Governo, Mattarella convoca i partiti lunedì. Oggi la direzione Pd

Carlomagno Faro istituzionale

Sergio Mattarella al termine delle consultazioni

Il capo dello Stato Sergio Mattarella ha convocato per lunedì un nuovo giro di consultazioni per la formazione del governo. Le consultazioni si terranno in un unico giorno. Il presidente della Repubblica pressa i partiti: “A distanza di due mesi – scrive l’Ansa citando fonti del Quirinale – le posizioni di partenza dei partiti sono rimaste invariate. Non è emersa alcuna prospettiva di maggioranza di governo”.

Il nuovo giro di consultazioni inizierà lunedì 7 maggio alle 10 con la delegazione del Movimento Cinque stelle. Seguirà quella del Centrodestra che si presenterà al Colle in un’unica delegazione. Poi di seguito le delegazioni degli altri partiti. Chiusura in serata con i presidenti di Camera e Senato.

Ecco, nel dettaglio, il calendario:
– 10.00 “Movimento 5 Stelle”.
– 11.00 “Fratelli d’Italia”, “Forza Italia”, “Lega”.
– 12.00 “Partito Democratico”.
– 16.00 “Liberi e Uguali”. – 16.20 Gruppo Parlamentare per le Autonomie (SVP-PATT,UV) del Senato della Repubblica, Partito SVP (Sudtiroler Volkspartei) e (UV – Union Valdotain).
– 16.40 Gruppo Misto del Senato della Repubblica.
– 17.00 Gruppo Misto della Camera.
– 17.30 Roberto Fico, Presidente della Camera dei Deputati.
– 18.00 Maria Elisabetta Alberti Casellati, Presidente del Senato.

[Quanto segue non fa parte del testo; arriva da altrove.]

//! Bundle verification entry points

use crate::error::{Error, Result};
use crate::verify_impl::entity::SignedEntity;
use crate::verify_impl::key::verify_key;
use crate::verify_impl::policy::verify_policy;
use crate::verify_impl::rekor::verify_tlog_body;
use crate::verify_impl::timestamp::verify_timestamps;
use crate::verify_impl::tlog::verify_tlog_witness;
use sigstore_bundle::{validate_bundle, ValidatedBundle};
use sigstore_crypto::PublicKey;
use sigstore_trust_root::TrustMaterial;
use sigstore_types::Bundle;

/// Thresholds and checks applied to every bundle
#[derive(Debug, Clone, Copy, PartialEq, Eq)]
pub struct VerifierOptions {
    /// Minimum number of verified transparency log entries
    pub tlog_threshold: usize,
    /// Minimum number of verified SCTs from distinct CT logs; 0 skips SCTs
    pub ctlog_threshold: usize,
    /// Minimum number of verified timestamps
    pub timestamp_threshold: usize,
    /// Require the Fulcio key usage profile on signing certificates
    pub check_x509_profile: bool,
}

impl Default for VerifierOptions {
    fn default() -> Self {
        Self {
            tlog_threshold: 1,
            ctlog_threshold: 1,
            timestamp_threshold: 1,
            check_x509_profile: true,
        }
    }
}

impl VerifierOptions {
    pub fn with_tlog_threshold(mut self, threshold: usize) -> Self {
        self.tlog_threshold = threshold;
        self
    }

    pub fn with_ctlog_threshold(mut self, threshold: usize) -> Self {
        self.ctlog_threshold = threshold;
        self
    }

    pub fn with_timestamp_threshold(mut self, threshold: usize) -> Self {
        self.timestamp_threshold = threshold;
        self
    }

    pub fn with_x509_profile_check(mut self, check: bool) -> Self {
        self.check_x509_profile = check;
        self
    }
}

/// Fulcio certificate extensions a policy can pin
#[derive(Debug, Clone, Default, PartialEq, Eq)]
pub struct CertificateExtensions {
    /// OIDC issuer that authenticated the signer
    pub issuer: Option<String>,
}

/// Identity claims of a certificate signer
#[derive(Debug, Clone, Default, PartialEq, Eq)]
pub struct CertificateIdentity {
    pub subject_alternative_name: Option<String>,
    pub extensions: CertificateExtensions,
}

/// The key that produced a verified signature
#[derive(Debug, Clone, PartialEq, Eq)]
pub struct Signer {
    pub key: PublicKey,
    /// Present when the key came from a certificate
    pub identity: Option<CertificateIdentity>,
}

/// Constraints on who may have signed
#[derive(Debug, Clone, Default, PartialEq, Eq)]
pub struct VerificationPolicy {
    /// Regular expression the certificate SAN must match (unanchored)
    pub subject_alternative_name: Option<String>,
    /// Extension values the certificate must carry exactly
    pub extensions: CertificateExtensions,
}

impl VerificationPolicy {
    /// Require the SAN to match `pattern`
    pub fn require_identity(mut self, pattern: impl Into<String>) -> Self {
        self.subject_alternative_name = Some(pattern.into());
        self
    }

    /// Require the OIDC issuer extension to equal `issuer`
    pub fn require_issuer(mut self, issuer: impl Into<String>) -> Self {
        self.extensions.issuer = Some(issuer.into());
        self
    }

    /// Whether the policy constrains nothing
    pub fn is_empty(&self) -> bool {
        self.subject_alternative_name.is_none() && self.extensions.issuer.is_none()
    }
}

/// Offline bundle verifier
///
/// Verification runs in a fixed order and stops at the first failure:
///
/// 1. timestamps (witnessed log entries and RFC 3161 tokens)
/// 2. signer key (trusted key lookup, or certificate chain, profile and SCTs)
/// 3. transparency log entries (witnesses and body match)
/// 4. the content signature
/// 5. the identity policy
#[derive(Debug, Clone)]
pub struct Verifier<'a> {
    trust_material: &'a TrustMaterial,
    options: VerifierOptions,
}

impl<'a> Verifier<'a> {
    pub fn new(trust_material: &'a TrustMaterial, options: VerifierOptions) -> Self {
        Self {
            trust_material,
            options,
        }
    }

    /// Validate and verify `bundle`.
    ///
    /// `artifact` is required for message signature bundles and ignored for
    /// DSSE bundles, whose payload is embedded.
    pub fn verify(
        &self,
        bundle: &Bundle,
        artifact: Option<&[u8]>,
        policy: &VerificationPolicy,
    ) -> Result<Signer> {
        let validated = validate_bundle(bundle)?;
        self.verify_validated(&validated, artifact, policy)
    }

    /// Verify a bundle returned by `validate_bundle`
    fn verify_validated(
        &self,
        bundle: &ValidatedBundle,
        artifact: Option<&[u8]>,
        policy: &VerificationPolicy,
    ) -> Result<Signer> {
        let entity = SignedEntity::new(bundle, artifact)?;

        let timestamps = verify_timestamps(
            &entity,
            &self.trust_material.timestamp_authorities,
            self.options.timestamp_threshold,
        )?;

        let signer = verify_key(&entity.key, self.trust_material, &timestamps, &self.options)?;

        self.verify_tlog_entries(&entity)?;

        entity.content.verify_signature(&signer.key)?;

        verify_policy(policy, &signer)?;

        tracing::debug!(
            identity = ?signer.identity.as_ref().and_then(|id| id.subject_alternative_name.as_deref()),
            "bundle verified"
        );
        Ok(signer)
    }

    fn verify_tlog_entries(&self, entity: &SignedEntity<'_>) -> Result<()> {
        let mut verified = 0;
        for entry in &entity.tlog_entries {
            verify_tlog_witness(entry, &self.trust_material.tlogs)?;
            verify_tlog_body(entry, entity.content.as_ref())?;
            verified += 1;
        }

        if verified < self.options.tlog_threshold {
            return Err(Error::Tlog(format!(
                "expected {} verified transparency log entries, got {}",
                self.options.tlog_threshold, verified
            )));
        }
        Ok(())
    }
}

/// Verify `bundle` with default options
pub fn verify(
    bundle: &Bundle,
    artifact: Option<&[u8]>,
    policy: &VerificationPolicy,
    trust_material: &TrustMaterial,
) -> Result<Signer> {
    Verifier::new(trust_material, VerifierOptions::default()).verify(bundle, artifact, policy)
}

Intanto oggi è attesa la direzione nazionale del Partito democratico, che sembra avere un esito scontato dopo il no a un governo M5s-Pd annunciato dal segretario dimissionario Matteo Renzi.

Il Centrodestra, attraverso Matteo Salvini, aveva espresso la volontà di andare a governare, ribadendo l’invito ai Cinquestelle di farlo insieme, ma da Di Maio arriva il rifiuto: “meglio andare al voto il prima possibile”. Rilancia Salvini: “Sono pronto a un preincarico”, stessa cosa che dicono gli alleati Berlusconi e Meloni.

“In questi 55 giorni i bugiardi Renzi e Berlusconi – ha detto ieri Di Maio a Porta a Porta – si sono sempre sentiti ma la verità è che anche Renzi e Salvini si sentivano. Se l’obiettivo era fare un governo Salvini-Berlusconi-Renzi dovevano dirlo subito. Salvini lo dica: se vuole andare al voto non è vero quello che sto dicendo ma se non vogliono andare al voto lo devono dire a tutti gli italiani”.

“Sedermi a un tavolo per un eventuale governo di transizione chiesto da Mattarella? Per fare cosa?”. Se lo chiede Danilo Toninelli, capogruppo M5S al Senato, intervenendo ai microfoni di “6 su Radio 1” rifiutando l’ipotesi di un governo del Presidente. “Abbiamo 10 milioni di persone in seria difficoltà economica – prosegue Toninelli – e noi dovremmo dire a queste persone che ci hanno votato, che vedono in noi l’ultima speranza rimasta, di fare un anno, un anno e mezzo, di governo che bivacca e non fa nulla, solo per far sembrare che ci sia stabilità?”.